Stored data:
- - -
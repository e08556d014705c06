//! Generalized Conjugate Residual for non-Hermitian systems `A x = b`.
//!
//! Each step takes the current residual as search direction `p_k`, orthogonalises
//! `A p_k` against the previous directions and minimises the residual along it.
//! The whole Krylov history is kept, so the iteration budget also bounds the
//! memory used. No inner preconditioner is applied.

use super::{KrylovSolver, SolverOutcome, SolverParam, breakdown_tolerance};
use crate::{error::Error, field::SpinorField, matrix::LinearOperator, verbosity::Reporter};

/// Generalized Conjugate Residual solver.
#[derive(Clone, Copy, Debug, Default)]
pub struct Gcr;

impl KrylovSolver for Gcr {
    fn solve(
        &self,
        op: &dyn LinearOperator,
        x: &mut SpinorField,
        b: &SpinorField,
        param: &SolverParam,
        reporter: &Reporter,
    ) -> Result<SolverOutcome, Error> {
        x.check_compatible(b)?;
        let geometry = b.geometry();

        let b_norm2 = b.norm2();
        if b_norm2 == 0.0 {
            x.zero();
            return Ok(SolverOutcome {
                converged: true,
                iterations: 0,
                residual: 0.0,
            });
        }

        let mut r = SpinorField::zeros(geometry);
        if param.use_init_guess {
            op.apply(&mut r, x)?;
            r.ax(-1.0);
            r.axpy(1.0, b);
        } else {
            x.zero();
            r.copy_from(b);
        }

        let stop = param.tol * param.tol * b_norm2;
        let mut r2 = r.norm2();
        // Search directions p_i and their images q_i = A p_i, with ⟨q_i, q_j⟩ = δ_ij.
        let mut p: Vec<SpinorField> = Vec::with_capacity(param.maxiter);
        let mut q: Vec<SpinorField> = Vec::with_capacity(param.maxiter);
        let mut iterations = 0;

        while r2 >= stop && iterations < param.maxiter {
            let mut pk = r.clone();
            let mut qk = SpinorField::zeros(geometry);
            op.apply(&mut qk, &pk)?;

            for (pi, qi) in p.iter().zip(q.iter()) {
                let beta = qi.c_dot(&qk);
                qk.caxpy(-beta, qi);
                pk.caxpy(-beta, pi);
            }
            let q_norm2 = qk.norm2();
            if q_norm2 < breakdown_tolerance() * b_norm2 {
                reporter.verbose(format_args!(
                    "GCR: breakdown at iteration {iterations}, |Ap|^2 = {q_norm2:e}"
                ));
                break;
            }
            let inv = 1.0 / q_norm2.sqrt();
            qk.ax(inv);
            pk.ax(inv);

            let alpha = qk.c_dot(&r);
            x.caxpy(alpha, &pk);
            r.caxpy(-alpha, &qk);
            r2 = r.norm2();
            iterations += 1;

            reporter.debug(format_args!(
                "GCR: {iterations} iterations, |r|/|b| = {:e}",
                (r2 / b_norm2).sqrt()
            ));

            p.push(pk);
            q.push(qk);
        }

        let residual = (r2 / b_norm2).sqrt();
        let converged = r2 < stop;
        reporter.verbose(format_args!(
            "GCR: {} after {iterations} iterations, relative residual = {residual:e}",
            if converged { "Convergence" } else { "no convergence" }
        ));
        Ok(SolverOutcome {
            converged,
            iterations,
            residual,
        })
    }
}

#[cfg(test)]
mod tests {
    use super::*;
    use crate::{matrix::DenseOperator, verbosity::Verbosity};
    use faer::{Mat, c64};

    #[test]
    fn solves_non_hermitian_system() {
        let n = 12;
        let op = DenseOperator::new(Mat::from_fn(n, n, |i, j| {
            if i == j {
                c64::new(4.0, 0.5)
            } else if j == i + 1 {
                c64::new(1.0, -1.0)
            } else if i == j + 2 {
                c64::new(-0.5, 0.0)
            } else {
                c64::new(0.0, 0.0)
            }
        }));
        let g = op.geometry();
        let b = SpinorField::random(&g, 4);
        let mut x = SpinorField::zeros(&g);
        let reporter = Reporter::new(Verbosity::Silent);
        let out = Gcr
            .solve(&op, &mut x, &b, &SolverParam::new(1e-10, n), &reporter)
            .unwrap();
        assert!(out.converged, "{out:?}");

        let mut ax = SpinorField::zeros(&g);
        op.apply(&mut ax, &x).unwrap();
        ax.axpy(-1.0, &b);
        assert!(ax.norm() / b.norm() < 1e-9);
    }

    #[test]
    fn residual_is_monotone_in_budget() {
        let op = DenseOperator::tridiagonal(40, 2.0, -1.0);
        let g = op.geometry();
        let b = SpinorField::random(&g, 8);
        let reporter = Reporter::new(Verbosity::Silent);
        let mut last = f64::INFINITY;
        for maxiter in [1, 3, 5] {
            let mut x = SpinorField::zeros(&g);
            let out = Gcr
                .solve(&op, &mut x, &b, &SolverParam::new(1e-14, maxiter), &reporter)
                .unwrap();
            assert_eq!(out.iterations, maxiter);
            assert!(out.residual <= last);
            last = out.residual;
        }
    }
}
- - -
- Problem statement
I'd like an exact copy of the lines above, from the very first one through the line that contains "let mut r2 = r.norm2();", with nothing else added.

- Response for this exercise
repository e08556d014705c06
//! Generalized Conjugate Residual for non-Hermitian systems `A x = b`.
//!
//! Each step takes the current residual as search direction `p_k`, orthogonalises
//! `A p_k` against the previous directions and minimises the residual along it.
//! The whole Krylov history is kept, so the iteration budget also bounds the
//! memory used. No inner preconditioner is applied.

use super::{KrylovSolver, SolverOutcome, SolverParam, breakdown_tolerance};
use crate::{error::Error, field::SpinorField, matrix::LinearOperator, verbosity::Reporter};

/// Generalized Conjugate Residual solver.
#[derive(Clone, Copy, Debug, Default)]
pub struct Gcr;

impl KrylovSolver for Gcr {
    fn solve(
        &self,
        op: &dyn LinearOperator,
        x: &mut SpinorField,
        b: &SpinorField,
        param: &SolverParam,
        reporter: &Reporter,
    ) -> Result<SolverOutcome, Error> {
        x.check_compatible(b)?;
        let geometry = b.geometry();

        let b_norm2 = b.norm2();
        if b_norm2 == 0.0 {
            x.zero();
            return Ok(SolverOutcome {
                converged: true,
                iterations: 0,
                residual: 0.0,
            });
        }

        let mut r = SpinorField::zeros(geometry);
        if param.use_init_guess {
            op.apply(&mut r, x)?;
            r.ax(-1.0);
            r.axpy(1.0, b);
        } else {
            x.zero();
            r.copy_from(b);
        }

        let stop = param.tol * param.tol * b_norm2;
        let mut r2 = r.norm2();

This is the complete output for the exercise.